Book Fight is coming to an end, by the way. All things come to an end, but Book Fight is coming to an end this summer. It was good. I'll miss it. They asked every guest which author from all of history they would fight. I think I said I wanted Hemmingway. You gotta punch the big dog.

Anyway, that's not the point. The point is that Tom wrote a book called It All Seemed Impossible, and he asked me if I'd like a copy, and I said hell yeah I want a copy of your book, internet friend Tom, whose spoonerized name is "Mom McTallister," which is one of my favorite spoonerisms.

And then I read it. It's a book of essays, in which Tom writes around 1 to 2 thousand words (that's 3-5 pages) on each of the forty-something years of his life. And it grabbed me.

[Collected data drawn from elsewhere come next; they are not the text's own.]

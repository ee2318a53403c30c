// tests/envelope_contract_tests.rs

//! レガシー互換のワイヤフォーマット検証
//!
//! フロントエンドと外部連携が依存しているフィールド名を固定する

mod common;

use affiliate_backend::api::dto::common::ApiEnvelope;
use affiliate_backend::api::dto::report_dto::{ReportOut, ReportQuery};
use affiliate_backend::domain::report_model;
use chrono::Utc;

fn report() -> report_model::Model {
    report_model::Model {
        id: 1,
        influencer_id: Some(7),
        campaign_id: Some(3),
        company_id: Some(5),
        total_clicks: 120,
        total_sales: 4,
        brand_commission_rate: Some("10.00".parse().unwrap()),
        brand_commission_amount: Some("100.00".parse().unwrap()),
        influencer_commission_rate: Some("5.00".parse().unwrap()),
        influencer_commission_amount: Some("50.00".parse().unwrap()),
        other_costs_rate: Some("1.00".parse().unwrap()),
        mimeda_commission_rate: Some("2.00".parse().unwrap()),
        mimeda_commission_amount: Some("20.00".parse().unwrap()),
        agency_commission_rate: Some("3.00".parse().unwrap()),
        agency_commission_amount: Some("30.00".parse().unwrap()),
        mlink_id: None,
        source: "mlink".to_string(),
        source_payload_json: None,
        last_synced_at: None,
        created_at: Utc::now(),
    }
}

#[test]
fn test_report_out_uses_legacy_field_names() {
    common::init_test_env();

    let out = ReportOut::from_model(
        report(),
        Some("Jane Doe".to_string()),
        Some("Summer".to_string()),
    );
    let json = serde_json::to_value(&out).unwrap();

    // 歴史的経緯で influencer_id だけスネークケース
    assert!(json.get("influencer_id").is_some());
    assert!(json.get("campaignId").is_some());
    assert!(json.get("totalClicks").is_some());
    assert!(json.get("totalSales").is_some());
    assert!(json.get("createdAt").is_some());
    assert!(json.get("brandCommissionRate").is_some());
    assert!(json.get("mimedaCommissionAmount").is_some());
    assert!(json.get("agencyCommissionAmount").is_some());
    assert_eq!(json["influencerName"], "Jane Doe");
    assert_eq!(json["campaignName"], "Summer");
}

#[test]
fn test_report_round_trip_preserves_rate_amount_pairs() {
    common::init_test_env();

    let out = ReportOut::from_model(report(), None, None);
    let json = serde_json::to_string(&out).unwrap();
    let back: ReportOut = serde_json::from_str(&json).unwrap();

    assert_eq!(back.brand_commission_rate, Some("10.00".parse().unwrap()));
    assert_eq!(back.brand_commission_amount, Some("100.00".parse().unwrap()));
    assert_eq!(
        back.influencer_commission_amount,
        Some("50.00".parse().unwrap())
    );
    assert_eq!(back.mimeda_commission_rate, Some("2.00".parse().unwrap()));
    assert_eq!(back.agency_commission_amount, Some("30.00".parse().unwrap()));
}

#[test]
fn test_report_query_accepts_legacy_parameter_names() {
    common::init_test_env();

    let query: ReportQuery = serde_json::from_value(serde_json::json!({
        "InfluencerID": "ml-123",
        "StartDate": "01.01.2025",
        "EndDate": "31.12.2025",
        "company_id": 5
    }))
    .unwrap();

    assert_eq!(query.influencer_id.as_deref(), Some("ml-123"));
    assert_eq!(query.start_date.as_deref(), Some("01.01.2025"));
    assert_eq!(query.end_date.as_deref(), Some("31.12.2025"));
    assert_eq!(query.company_id, Some(5));
}

#[test]
fn test_envelope_field_names() {
    common::init_test_env();

    let envelope = ApiEnvelope::ok(42);
    let json = serde_json::to_value(&envelope).unwrap();

    assert_eq!(json["isSuccess"], true);
    assert_eq!(json["type"], 0);
    assert_eq!(json["data"], 42);
    assert!(json["message"].is_null());
}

It's not the sort of thing I write, as you'll see, but it sits in a nearby neighborhood. It's about a guy who is sort of around the same age as me, having many of the same experiences, and coming to many of the same sort of realizations. What I guess I'd say is that if you've been following the journey I've been on, there's a good chance you'll like Tom's less overtly political, more personally-realized version.

I think, I thought to myself, that the readers of The Reframe would like this book.

So I decided to interview Tom for you.


As you say in your intro, this book was born out of a project you created to break through a rare patch of writer's block, with a few specific restrictions but otherwise open-ended. I think one thing that caught me is the degree to which your present-day political awareness retrospectively informs what you find by looking back. You're not a polemicist, and your essays are observational in nature, but to my eye your discovery of hints of the shape of what is to come represents a detectable theme. Was this a surprise to you as you went? Did it shape the project in any way as it continued? What was it like to encounter old memories that had perhaps taken on new shades of meaning?

Well, at least one of us is in luck, because I just boarded a 4.5 hour train to Providence and have all the time in the world. 

I've been thinking about this kind of thing a lot lately, as an occasional memoirist who doesn't live an especially exciting life. You're asked, not unreasonably, to justify why your story is worth reading and thinking about. (As an aside, I do believe strongly that ANY life is worth thinking deeply about, even if I grant the premise of the hypothetical question). One way of thinking about it, then, is to reconsider stories you've told before, stories you've internalized and accepted as basically true. What did 25 year old Tom think about this incident, and how is that in conflict with 43 year old Tom's perspective? That internal tension--what Philip Lopate calls "the intelligent narrator"– is what drives great memoir for me. It's not just a list of incidents, but an author making meaning, defining and redefining themselves in relation to those incidents.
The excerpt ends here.